Saturday, December 5, 2009

Running Phantom of Inferno in MPC

Somehow, the English community always seems to get the short end of things when it comes to visual novels. A perfect example is the game Phantom of Inferno, which was brought to America commercially in the form of a poorly subtitled DVD rather than its original 18+ game. The one advantage to the DVD I can think of is that it has full voice acting, including the protagonist. Some disadvantages are the content is changed, featuring a narrator, editing out of all H-scenes, and a password system in place of a save system. The game itself is brilliant, but as an interactive DVD it is hard to play on a computer. Notably, everything is very picky about the software you're running it with, particularly transparencies, layers, and subtitles. To date, it seems that very few people have discovered the proper way to run it. The problems with the main two media players are:

Kinda hard to 'save', when your save system is a gun full of blanks.

VLC: The password system is completely inoperable, because it simply doesn't display passwords. More on this later.
PowerDVD: You can't fast forward through scenes. This may not seem like a big deal to regular VN players, but the whole game is in video format, so rather than clicking very fast you may have to wait an hour to get back to where you were in the story if you don't have a password(save) closer than that. Additionally, PowerDVD is not freeware, meaning you have 30 days or so to finish the game if you choose to use PowerDVD, in addition to the other problem.

Some people still manage to make money off of consumer ignorance.

Media player classic has the same problem as VLC, but worse because the game simply won't show any visuals at some points.

Here is a tutorial to continue using Media Player Classic(the best media player ever) with the game. I assume here that you've already obtained the game. The first step is to install Media Player Classic. If you don't know how to find it, google 'CCCP'. All fans of anime should already have this player. Next, download and install PowerDVD 9. We'll see why in a bit.

Now, open Media Player Classic. You can play around with the DVD before the fix to see how MPC naturally fails at this game. Keep in mind that the subs themselves are pretty glitchy no matter what media player you use, so don't expect a drastic improvement in translation or timing.

From the toolbar at the top, select 'View>Options...' then select 'External Filters' from the menu at the left.
It should look a little like this.

Click the 'Add Filter...' button to the right, and add the following three filters:
Microsoft MPEG-2 Video Decoder
MPC - MPEG-2 Video Decoder (Gabest)
CyberLink Video/SP Decoder (PDVD9)

The CyberLink Video/SP Decoder filter should be in your list of filters if you've installed the PowerDVD software.

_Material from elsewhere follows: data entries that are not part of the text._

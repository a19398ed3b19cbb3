//! Text status report
//!
//! Composes the scheduler address and the two tables into one report with
//! trailing whitespace stripped from every line.

use crate::config::ReportConfig;
use crate::error::Result;
use crate::models::{StatusSnapshot, TaskCounters, WorkerRecord};
use crate::observability::DiagnosticsMetrics;
use crate::progress::ProgressTable;
use crate::worker_table::WorkerTable;
use std::time::Instant;

/// Line separator used in rendered reports
pub const LINE_SEPARATOR: &str = if cfg!(windows) { "\r\n" } else { "\n" };

/// Compose a report from already rendered tables
pub fn format_status(address: &str, progress: &ProgressTable, workers: &WorkerTable) -> String {
    let text = format!("Scheduler: {}\n\n{}\n\n{}", address, progress, workers);
    text.lines()
        .map(str::trim_end)
        .collect::<Vec<_>>()
        .join(LINE_SEPARATOR)
}

/// Render the full status report for a snapshot
pub fn scheduler_status_str(snapshot: &StatusSnapshot, config: &ReportConfig) -> Result<String> {
    let started = Instant::now();

    let progress = ProgressTable::render_with(&TaskCounters::from_snapshot(snapshot)?, config);
    let workers = WorkerTable::render(&WorkerRecord::from_snapshot(snapshot)?);
    let report = format_status(&snapshot.address, &progress, &workers);

    DiagnosticsMetrics::new().observe_render_latency(started.elapsed().as_secs_f64());
    Ok(report)
}

#[cfg(test)]
mod tests {
    use super::*;
    use crate::error::DiagnosticsError;

    const STATUS: &str = r#"{
        "address": "SCHEDULER_ADDRESS:9999",
        "ready": 5,
        "ncores": {"192.168.1.107:44544": 4, "192.168.1.107:36441": 4},
        "in-memory": 30, "waiting": 20,
        "processing": {"192.168.1.107:44544": {"inc": 3, "add": 1},
                       "192.168.1.107:36441": {"inc": 2}},
        "tasks": 70,
        "failed": 9,
        "bytes": {"192.168.1.107:44544": 1000, "192.168.1.107:36441": 2000}
    }"#;

    fn report() -> String {
        let snapshot = StatusSnapshot::from_json(STATUS).unwrap();
        scheduler_status_str(&snapshot, &ReportConfig::default()).unwrap()
    }

    #[test]
    fn test_report_layout() {
        let report = report();
        let lines: Vec<_> = report.split(LINE_SEPARATOR).collect();

        assert_eq!(lines[0], "Scheduler: SCHEDULER_ADDRESS:9999");
        assert_eq!(lines[1], "");
        assert!(lines[2].contains("Progress"));
        // header + six counters, then the blank separator line
        assert_eq!(lines[9], "");
        assert!(lines[10].contains("Processing"));
        assert!(lines[11].contains("192.168.1.107:36441"));
        assert!(lines[12].contains("192.168.1.107:44544"));
        assert_eq!(lines.len(), 13);
    }

    #[test]
    fn test_no_trailing_whitespace() {
        for line in report().split(LINE_SEPARATOR) {
            assert_eq!(line, line.trim_end(), "line {line:?} has trailing whitespace");
        }
    }

    #[test]
    fn test_bars_in_report() {
        let report = report();
        let waiting = report
            .split(LINE_SEPARATOR)
            .find(|line| line.trim_start().starts_with("waiting"))
            .unwrap();
        assert!(waiting.ends_with(&format!(" {}", "+".repeat(11))));

        let total = report
            .split(LINE_SEPARATOR)
            .find(|line| line.trim_start().starts_with("total"))
            .unwrap();
        assert!(total.ends_with(&"+".repeat(40)));
    }

    #[test]
    fn test_format_status_normalizes_separators() {
        let progress = ProgressTable::render(&TaskCounters {
            waiting: 0,
            ready: 0,
            failed: 0,
            in_progress: 0,
            in_memory: 0,
            total: 0,
        });
        let workers = WorkerTable::render(&[]);

        let report = format_status("tcp://10.0.0.9:8786", &progress, &workers);
        assert!(report.starts_with(&format!("Scheduler: tcp://10.0.0.9:8786{0}{0}", LINE_SEPARATOR)));
        assert!(!report.ends_with(LINE_SEPARATOR));
    }

    #[test]
    fn test_overflowing_snapshot_is_rejected() {
        let mut snapshot = StatusSnapshot::from_json(STATUS).unwrap();
        snapshot
            .processing
            .get_mut("192.168.1.107:36441")
            .unwrap()
            .insert("add".to_string(), u64::MAX);

        let err = scheduler_status_str(&snapshot, &ReportConfig::default()).unwrap_err();
        assert!(matches!(err, DiagnosticsError::CounterOverflow { .. }));
    }

    #[test]
    fn test_inconsistent_snapshot_is_rejected() {
        let mut snapshot = StatusSnapshot::from_json(STATUS).unwrap();
        snapshot.ncores.insert("10.0.0.5:1234".to_string(), 2);

        let err = scheduler_status_str(&snapshot, &ReportConfig::default()).unwrap_err();
        assert!(matches!(err, DiagnosticsError::MissingWorkerField { .. }));
    }
}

If you have the latest version of MPlayer Classic you shouldn't have to worry about the stuff at the bottom. All you have to do is set the following options:
First click on Microsoft MPEG-2 Video Decoder. Set the option on the right to 'Block'. Then do the same for MPC - MPEG-2 Video Decoder. Finally, click on CyberLink Video/SP Decoder and choose 'Prefer'. This should(key word) only apply itself to DVDs, since that's what most MPEG-2 files are.

There's one last step to get this all working properly. Load up a DVD in MPC by clicking 'File->Open DVD...'. Once the DVD is loaded, right click, and go to 'Filters->CyberLink Video/SP Decoder (PDVD9)'.

This time it should look like this.

UNcheck 'Use DxVA'. Restart MPC, load up your Phantom of Inferno CD via 'File->Open DVD...', and enjoy! You should be able to play Phantom with passwords, with visuals, being able to fast forward or skip scenes, and you should be able to continue using MPC to play the game long after the trial on PowerDVD runs out. Coincidentally, I've been too scared to uninstall PDVD, but you should by all means try it while keeping the filter to see if MPC will still work without it.

Coincidentally, what I said about skipping scenes. Expect to end up in weird places with significant spoilers if you use the 'next chapter' function. It's like flipping to the next page in a choose your own adventure book, when you think about it.

EDIT: I did figure out that you can perform a very real 'save' in MPC by going to 'Favorites->Add to Favorites...' and making sure that the 'Remember position' box is checked. You can do the same thing in VLC, but VLC was acting really really buggy when I tried to play Phantom on it. I'm not sure if I simply wasn't using the right plugins or whatever, but it was actually displaying the subs much worse than MPC did before switching to the PDVD filters, with missing lines even in places where they are displayed in MPC.